● What is needed
Search the entries for the word "Option" and copy each line that has it.

● Stored entries
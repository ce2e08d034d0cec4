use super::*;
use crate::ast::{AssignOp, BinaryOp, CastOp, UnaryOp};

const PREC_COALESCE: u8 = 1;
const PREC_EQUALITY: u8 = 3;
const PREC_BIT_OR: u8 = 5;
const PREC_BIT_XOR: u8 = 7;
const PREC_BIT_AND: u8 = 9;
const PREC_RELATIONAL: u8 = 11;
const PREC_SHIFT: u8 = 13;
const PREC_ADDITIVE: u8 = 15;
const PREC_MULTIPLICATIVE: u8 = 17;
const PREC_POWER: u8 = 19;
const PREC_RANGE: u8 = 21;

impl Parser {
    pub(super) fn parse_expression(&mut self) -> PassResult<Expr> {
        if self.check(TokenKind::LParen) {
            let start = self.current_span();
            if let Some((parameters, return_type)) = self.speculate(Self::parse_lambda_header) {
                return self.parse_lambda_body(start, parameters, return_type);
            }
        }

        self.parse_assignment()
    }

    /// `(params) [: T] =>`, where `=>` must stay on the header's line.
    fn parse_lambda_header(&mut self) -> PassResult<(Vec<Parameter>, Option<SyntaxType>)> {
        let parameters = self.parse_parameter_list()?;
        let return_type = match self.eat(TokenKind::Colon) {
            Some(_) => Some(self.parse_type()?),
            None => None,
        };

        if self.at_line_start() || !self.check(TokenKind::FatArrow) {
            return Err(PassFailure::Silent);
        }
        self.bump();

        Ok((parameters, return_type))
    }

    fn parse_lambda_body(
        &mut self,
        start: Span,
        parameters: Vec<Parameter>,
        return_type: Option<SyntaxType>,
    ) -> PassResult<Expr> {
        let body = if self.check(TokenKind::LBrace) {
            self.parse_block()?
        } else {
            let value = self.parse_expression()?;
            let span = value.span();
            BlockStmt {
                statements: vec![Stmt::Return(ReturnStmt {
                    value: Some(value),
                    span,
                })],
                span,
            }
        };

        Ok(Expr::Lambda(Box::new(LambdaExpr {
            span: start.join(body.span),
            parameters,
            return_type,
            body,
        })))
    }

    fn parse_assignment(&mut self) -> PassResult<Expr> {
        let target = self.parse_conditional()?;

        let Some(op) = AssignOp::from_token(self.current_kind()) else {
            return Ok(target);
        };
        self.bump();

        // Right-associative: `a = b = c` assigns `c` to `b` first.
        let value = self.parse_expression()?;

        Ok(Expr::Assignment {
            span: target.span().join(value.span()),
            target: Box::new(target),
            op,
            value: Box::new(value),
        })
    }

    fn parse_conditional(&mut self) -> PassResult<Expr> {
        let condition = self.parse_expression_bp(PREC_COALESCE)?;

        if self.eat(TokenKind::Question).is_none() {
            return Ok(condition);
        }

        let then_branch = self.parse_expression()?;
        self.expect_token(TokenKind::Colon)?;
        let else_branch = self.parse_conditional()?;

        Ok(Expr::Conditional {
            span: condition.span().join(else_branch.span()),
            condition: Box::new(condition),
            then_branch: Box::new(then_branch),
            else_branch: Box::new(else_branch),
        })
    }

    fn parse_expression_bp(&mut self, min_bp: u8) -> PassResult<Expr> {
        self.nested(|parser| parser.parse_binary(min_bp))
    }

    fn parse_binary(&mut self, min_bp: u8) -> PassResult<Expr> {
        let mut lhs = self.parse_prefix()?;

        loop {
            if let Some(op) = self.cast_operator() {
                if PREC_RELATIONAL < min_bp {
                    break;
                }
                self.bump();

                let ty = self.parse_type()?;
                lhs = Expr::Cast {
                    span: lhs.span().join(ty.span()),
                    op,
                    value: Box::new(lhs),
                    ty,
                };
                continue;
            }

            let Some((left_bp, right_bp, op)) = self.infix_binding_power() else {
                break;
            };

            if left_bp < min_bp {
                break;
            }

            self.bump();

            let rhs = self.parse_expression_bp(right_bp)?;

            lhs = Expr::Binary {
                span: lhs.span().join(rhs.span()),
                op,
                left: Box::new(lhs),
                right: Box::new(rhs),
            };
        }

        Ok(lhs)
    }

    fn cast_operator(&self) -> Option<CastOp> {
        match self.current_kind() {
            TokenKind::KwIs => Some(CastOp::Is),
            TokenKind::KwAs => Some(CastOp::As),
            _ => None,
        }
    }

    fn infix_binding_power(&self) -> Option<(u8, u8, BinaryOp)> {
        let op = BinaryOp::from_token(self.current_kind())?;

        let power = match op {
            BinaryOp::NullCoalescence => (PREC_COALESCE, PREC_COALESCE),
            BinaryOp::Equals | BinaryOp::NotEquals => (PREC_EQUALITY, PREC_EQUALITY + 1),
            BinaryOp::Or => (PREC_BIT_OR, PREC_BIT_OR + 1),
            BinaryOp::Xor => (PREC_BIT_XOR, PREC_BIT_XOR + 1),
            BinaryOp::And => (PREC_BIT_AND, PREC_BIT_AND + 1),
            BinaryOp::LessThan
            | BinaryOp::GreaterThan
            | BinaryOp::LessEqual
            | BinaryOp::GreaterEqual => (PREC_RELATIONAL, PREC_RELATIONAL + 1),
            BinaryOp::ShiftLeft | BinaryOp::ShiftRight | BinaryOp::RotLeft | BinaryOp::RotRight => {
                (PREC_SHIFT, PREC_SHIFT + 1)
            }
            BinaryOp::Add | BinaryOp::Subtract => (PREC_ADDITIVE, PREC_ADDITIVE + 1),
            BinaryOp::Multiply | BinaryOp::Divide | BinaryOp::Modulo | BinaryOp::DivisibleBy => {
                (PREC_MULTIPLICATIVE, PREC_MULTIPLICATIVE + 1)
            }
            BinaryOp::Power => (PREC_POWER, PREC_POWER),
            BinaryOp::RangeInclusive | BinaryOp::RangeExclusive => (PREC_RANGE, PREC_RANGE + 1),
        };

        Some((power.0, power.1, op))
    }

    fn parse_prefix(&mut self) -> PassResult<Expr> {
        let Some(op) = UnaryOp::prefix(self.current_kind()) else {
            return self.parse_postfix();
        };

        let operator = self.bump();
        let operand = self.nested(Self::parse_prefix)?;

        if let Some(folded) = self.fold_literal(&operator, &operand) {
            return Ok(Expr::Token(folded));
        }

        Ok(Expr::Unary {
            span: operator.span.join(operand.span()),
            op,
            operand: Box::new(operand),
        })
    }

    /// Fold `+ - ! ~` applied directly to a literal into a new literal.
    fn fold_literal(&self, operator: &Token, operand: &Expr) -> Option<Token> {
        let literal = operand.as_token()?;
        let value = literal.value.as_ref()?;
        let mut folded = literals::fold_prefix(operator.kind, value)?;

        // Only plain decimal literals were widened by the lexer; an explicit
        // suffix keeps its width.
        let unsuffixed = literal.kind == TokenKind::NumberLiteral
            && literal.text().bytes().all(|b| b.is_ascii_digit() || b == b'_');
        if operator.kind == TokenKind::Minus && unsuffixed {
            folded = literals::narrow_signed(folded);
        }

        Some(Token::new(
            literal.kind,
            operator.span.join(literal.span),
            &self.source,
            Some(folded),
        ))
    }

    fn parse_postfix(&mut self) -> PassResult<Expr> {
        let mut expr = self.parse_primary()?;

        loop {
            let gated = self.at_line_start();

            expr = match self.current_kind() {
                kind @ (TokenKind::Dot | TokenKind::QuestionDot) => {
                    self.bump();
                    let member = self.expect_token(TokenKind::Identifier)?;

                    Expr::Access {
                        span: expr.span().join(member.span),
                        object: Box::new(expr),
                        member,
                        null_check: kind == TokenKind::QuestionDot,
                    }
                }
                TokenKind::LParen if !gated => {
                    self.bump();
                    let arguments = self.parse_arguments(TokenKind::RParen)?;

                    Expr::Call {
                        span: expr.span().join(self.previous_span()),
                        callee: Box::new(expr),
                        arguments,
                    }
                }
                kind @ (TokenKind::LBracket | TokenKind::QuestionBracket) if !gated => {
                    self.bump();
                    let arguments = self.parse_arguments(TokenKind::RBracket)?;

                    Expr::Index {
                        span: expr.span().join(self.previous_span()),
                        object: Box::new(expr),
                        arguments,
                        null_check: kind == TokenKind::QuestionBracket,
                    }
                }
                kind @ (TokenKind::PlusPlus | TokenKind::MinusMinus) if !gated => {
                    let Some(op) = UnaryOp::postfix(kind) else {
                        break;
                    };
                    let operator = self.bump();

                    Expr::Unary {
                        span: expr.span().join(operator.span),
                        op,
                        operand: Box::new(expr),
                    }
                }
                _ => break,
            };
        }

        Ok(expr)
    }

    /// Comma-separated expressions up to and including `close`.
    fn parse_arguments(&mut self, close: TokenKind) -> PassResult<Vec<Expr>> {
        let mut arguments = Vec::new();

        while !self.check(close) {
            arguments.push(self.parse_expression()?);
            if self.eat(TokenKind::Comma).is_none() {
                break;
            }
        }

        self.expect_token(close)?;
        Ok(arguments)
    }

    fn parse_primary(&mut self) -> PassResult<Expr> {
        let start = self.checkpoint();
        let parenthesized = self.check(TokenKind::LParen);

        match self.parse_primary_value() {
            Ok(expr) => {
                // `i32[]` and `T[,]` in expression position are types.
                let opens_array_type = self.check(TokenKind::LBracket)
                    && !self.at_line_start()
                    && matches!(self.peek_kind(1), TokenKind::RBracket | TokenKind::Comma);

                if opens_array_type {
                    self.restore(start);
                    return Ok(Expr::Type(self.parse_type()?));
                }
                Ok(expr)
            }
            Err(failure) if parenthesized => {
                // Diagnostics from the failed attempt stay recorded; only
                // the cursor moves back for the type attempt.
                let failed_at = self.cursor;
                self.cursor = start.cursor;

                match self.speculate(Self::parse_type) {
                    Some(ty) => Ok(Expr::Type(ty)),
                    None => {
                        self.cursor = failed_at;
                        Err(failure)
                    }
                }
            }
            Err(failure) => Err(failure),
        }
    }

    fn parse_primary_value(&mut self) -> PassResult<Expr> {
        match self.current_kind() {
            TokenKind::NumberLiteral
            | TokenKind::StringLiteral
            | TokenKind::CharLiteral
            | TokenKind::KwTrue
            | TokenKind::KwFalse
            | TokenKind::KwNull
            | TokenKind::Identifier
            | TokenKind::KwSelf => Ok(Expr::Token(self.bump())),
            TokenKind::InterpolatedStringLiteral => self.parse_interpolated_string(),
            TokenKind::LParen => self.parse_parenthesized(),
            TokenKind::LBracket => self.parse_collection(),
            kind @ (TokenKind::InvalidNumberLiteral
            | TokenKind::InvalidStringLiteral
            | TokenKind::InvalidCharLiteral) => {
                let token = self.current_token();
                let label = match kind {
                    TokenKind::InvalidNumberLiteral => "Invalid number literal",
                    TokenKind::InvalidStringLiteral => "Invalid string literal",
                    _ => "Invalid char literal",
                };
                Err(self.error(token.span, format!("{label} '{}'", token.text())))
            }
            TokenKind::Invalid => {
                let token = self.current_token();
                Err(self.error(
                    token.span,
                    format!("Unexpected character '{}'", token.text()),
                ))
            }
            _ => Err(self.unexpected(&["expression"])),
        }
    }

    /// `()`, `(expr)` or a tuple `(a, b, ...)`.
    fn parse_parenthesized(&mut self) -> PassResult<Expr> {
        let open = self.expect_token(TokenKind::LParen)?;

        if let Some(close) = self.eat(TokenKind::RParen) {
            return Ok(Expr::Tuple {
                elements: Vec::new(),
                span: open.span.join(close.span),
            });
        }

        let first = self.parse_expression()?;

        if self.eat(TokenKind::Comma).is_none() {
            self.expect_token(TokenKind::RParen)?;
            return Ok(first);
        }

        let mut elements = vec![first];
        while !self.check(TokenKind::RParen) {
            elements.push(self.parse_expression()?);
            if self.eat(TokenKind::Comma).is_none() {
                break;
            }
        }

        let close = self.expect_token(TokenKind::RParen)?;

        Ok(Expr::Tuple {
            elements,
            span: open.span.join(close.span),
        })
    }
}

● Answer section
    fn parse_lambda_header(&mut self) -> PassResult<(Vec<Parameter>, Option<SyntaxType>)> {
        return_type: Option<SyntaxType>,
    fn cast_operator(&self) -> Option<CastOp> {
    fn infix_binding_power(&self) -> Option<(u8, u8, BinaryOp)> {
    fn fold_literal(&self, operator: &Token, operand: &Expr) -> Option<Token> {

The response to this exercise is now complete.